[Opening Information supplied section]

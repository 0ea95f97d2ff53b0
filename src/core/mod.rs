// ============================================================================
// spark-property - Core Module
// Metadata sentinel and reason tags shared by the property and its views
// ============================================================================

pub mod types;

// Re-export commonly used items
pub use types::{ChangeReason, NoInfo, UpdateReason};
// ============================================================================
// spark-property - Stream Events
// ============================================================================

use std::sync::Arc;

/// A single notification delivered to a stream observer.
///
/// Streams deliver any number of `Next` values followed by at most one
/// `Completed`. Nothing is delivered after `Completed`.
#[derive(Debug, Clone, PartialEq, Eq)]
pub enum Event<T> {
    Next(T),
    Completed,
}

impl<T> Event<T> {
    /// Transform the carried value, passing `Completed` through.
    pub fn map<R>(self, f: impl FnOnce(T) -> R) -> Event<R> {
        match self {
            Event::Next(value) => Event::Next(f(value)),
            Event::Completed => Event::Completed,
        }
    }

    pub fn is_completed(&self) -> bool {
        matches!(self, Event::Completed)
    }

    /// The carried value, if any.
    pub fn into_value(self) -> Option<T> {
        match self {
            Event::Next(value) => Some(value),
            Event::Completed => None,
        }
    }
}

/// Shared observer callback.
///
/// Sinks are `Arc`ed so a subject can snapshot its observer list cheaply and
/// release its lock before delivering.
pub type Sink<T> = Arc<dyn Fn(Event<T>) + Send + Sync>;
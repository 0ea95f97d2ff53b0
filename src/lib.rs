// ============================================================================
// spark-property - View-Model Properties for Rust
// ============================================================================
//
// A thread-safe value cell that knows *why* it changed: programmatic updates
// and user actions travel on separate channels, and "current value, then
// changes" views are derived from both.
// ============================================================================

pub mod core;
pub mod primitives;
pub mod stream;

// Re-export core items at crate root for ergonomic access
pub use core::types::{ChangeReason, NoInfo, UpdateReason};

// Re-export primitives at crate root
pub use primitives::operators::{Acted, OptionalAction, OptionalProperty, OptionalUpdate, Updated};
pub use primitives::property::{property, ViewModelProperty};

// Re-export stream primitives
pub use stream::{Event, Observable, Sink, Subject, Subscription};

// =============================================================================
// TESTS
// =============================================================================
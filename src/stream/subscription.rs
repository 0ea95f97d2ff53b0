// ============================================================================
// spark-property - Subscription
//
// RAII handle returned by every subscribe call. Dropping it (or calling
// unsubscribe) stops delivery to that one observer and nothing else.
// ============================================================================

/// Teardown closure run when a subscription ends.
type TeardownFn = Box<dyn FnOnce() + Send>;

/// Handle to a live stream subscription.
///
/// Delivery stops when the handle is dropped. Use [`Subscription::forget`]
/// to keep receiving events for as long as the source lives.
#[must_use = "dropping a Subscription immediately stops delivery"]
pub struct Subscription {
    teardowns: Vec<TeardownFn>,
}

impl Subscription {
    /// A subscription that ends by running `teardown`.
    pub fn new(teardown: impl FnOnce() + Send + 'static) -> Self {
        Self {
            teardowns: vec![Box::new(teardown)],
        }
    }

    /// A subscription with nothing to tear down (e.g. the source had already
    /// completed when it was subscribed to).
    pub fn empty() -> Self {
        Self {
            teardowns: Vec::new(),
        }
    }

    /// Whether unsubscribing would still do anything.
    pub fn is_active(&self) -> bool {
        !self.teardowns.is_empty()
    }

    /// Combine two subscriptions into one handle that ends both.
    pub fn join(mut self, mut other: Subscription) -> Subscription {
        self.teardowns.append(&mut other.teardowns);
        self
    }

    /// Stop delivery now.
    pub fn unsubscribe(mut self) {
        self.run_teardowns();
    }

    /// Give up the handle without stopping delivery.
    pub fn forget(mut self) {
        self.teardowns.clear();
    }

    fn run_teardowns(&mut self) {
        // Reverse order, like nested scope cleanups.
        while let Some(teardown) = self.teardowns.pop() {
            teardown();
        }
    }
}

impl Drop for Subscription {
    fn drop(&mut self) {
        self.run_teardowns();
    }
}

impl std::fmt::Debug for Subscription {
    fn fmt(&self, f: &mut std::fmt::Formatter<'_>) -> std::fmt::Result {
        f.debug_struct("Subscription")
            .field("active", &self.is_active())
            .finish()
    }
}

[Closing Information supplied section]

Take the lines above and print them exactly.

repository 0ea95f97d2ff53b0
filename src/core/mod.rs
// ============================================================================
// spark-property - Core Module
// Metadata sentinel and reason tags shared by the property and its views
// ============================================================================

pub mod types;

// Re-export commonly used items
pub use types::{ChangeReason, NoInfo, UpdateReason};
// ============================================================================
// spark-property - Stream Events
// ============================================================================

use std::sync::Arc;

/// A single notification delivered to a stream observer.
///
/// Streams deliver any number of `Next` values followed by at most one
/// `Completed`. Nothing is delivered after `Completed`.
#[derive(Debug, Clone, PartialEq, Eq)]
pub enum Event<T> {
    Next(T),
    Completed,
}

impl<T> Event<T> {
    /// Transform the carried value, passing `Completed` through.
    pub fn map<R>(self, f: impl FnOnce(T) -> R) -> Event<R> {
        match self {
            Event::Next(value) => Event::Next(f(value)),
            Event::Completed => Event::Completed,
        }
    }

    pub fn is_completed(&self) -> bool {
        matches!(self, Event::Completed)
    }

    /// The carried value, if any.
    pub fn into_value(self) -> Option<T> {
        match self {
            Event::Next(value) => Some(value),
            Event::Completed => None,
        }
    }
}

/// Shared observer callback.
///
/// Sinks are `Arc`ed so a subject can snapshot its observer list cheaply and
/// release its lock before delivering.
pub type Sink<T> = Arc<dyn Fn(Event<T>) + Send + Sync>;
repository 0ea95f97d2ff53b0
filename src/lib.rs
// ============================================================================
// spark-property - View-Model Properties for Rust
// ============================================================================
//
// A thread-safe value cell that knows *why* it changed: programmatic updates
// and user actions travel on separate channels, and "current value, then
// changes" views are derived from both.
// ============================================================================

pub mod core;
pub mod primitives;
pub mod stream;

// Re-export core items at crate root for ergonomic access
pub use core::types::{ChangeReason, NoInfo, UpdateReason};

// Re-export primitives at crate root
pub use primitives::operators::{Acted, OptionalAction, OptionalProperty, OptionalUpdate, Updated};
pub use primitives::property::{property, ViewModelProperty};

// Re-export stream primitives
pub use stream::{Event, Observable, Sink, Subject, Subscription};

// =============================================================================
// TESTS
// =============================================================================
filename src/stream/subscription.rs
repository 0ea95f97d2ff53b0
// ============================================================================
// spark-property - Subscription
//
// RAII handle returned by every subscribe call. Dropping it (or calling
// unsubscribe) stops delivery to that one observer and nothing else.
// ============================================================================

/// Teardown closure run when a subscription ends.
type TeardownFn = Box<dyn FnOnce() + Send>;

/// Handle to a live stream subscription.
///
/// Delivery stops when the handle is dropped. Use [`Subscription::forget`]
/// to keep receiving events for as long as the source lives.
#[must_use = "dropping a Subscription immediately stops delivery"]
pub struct Subscription {
    teardowns: Vec<TeardownFn>,
}

impl Subscription {
    /// A subscription that ends by running `teardown`.
    pub fn new(teardown: impl FnOnce() + Send + 'static) -> Self {
        Self {
            teardowns: vec![Box::new(teardown)],
        }
    }

    /// A subscription with nothing to tear down (e.g. the source had already
    /// completed when it was subscribed to).
    pub fn empty() -> Self {
        Self {
            teardowns: Vec::new(),
        }
    }

    /// Whether unsubscribing would still do anything.
    pub fn is_active(&self) -> bool {
        !self.teardowns.is_empty()
    }

    /// Combine two subscriptions into one handle that ends both.
    pub fn join(mut self, mut other: Subscription) -> Subscription {
        self.teardowns.append(&mut other.teardowns);
        self
    }

    /// Stop delivery now.
    pub fn unsubscribe(mut self) {
        self.run_teardowns();
    }

    /// Give up the handle without stopping delivery.
    pub fn forget(mut self) {
        self.teardowns.clear();
    }

    fn run_teardowns(&mut self) {
        // Reverse order, like nested scope cleanups.
        while let Some(teardown) = self.teardowns.pop() {
            teardown();
        }
    }
}

impl Drop for Subscription {
    fn drop(&mut self) {
        self.run_teardowns();
    }
}

impl std::fmt::Debug for Subscription {
    fn fmt(&self, f: &mut std::fmt::Formatter<'_>) -> std::fmt::Result {
        f.debug_struct("Subscription")
            .field("active", &self.is_active())
            .finish()
    }
}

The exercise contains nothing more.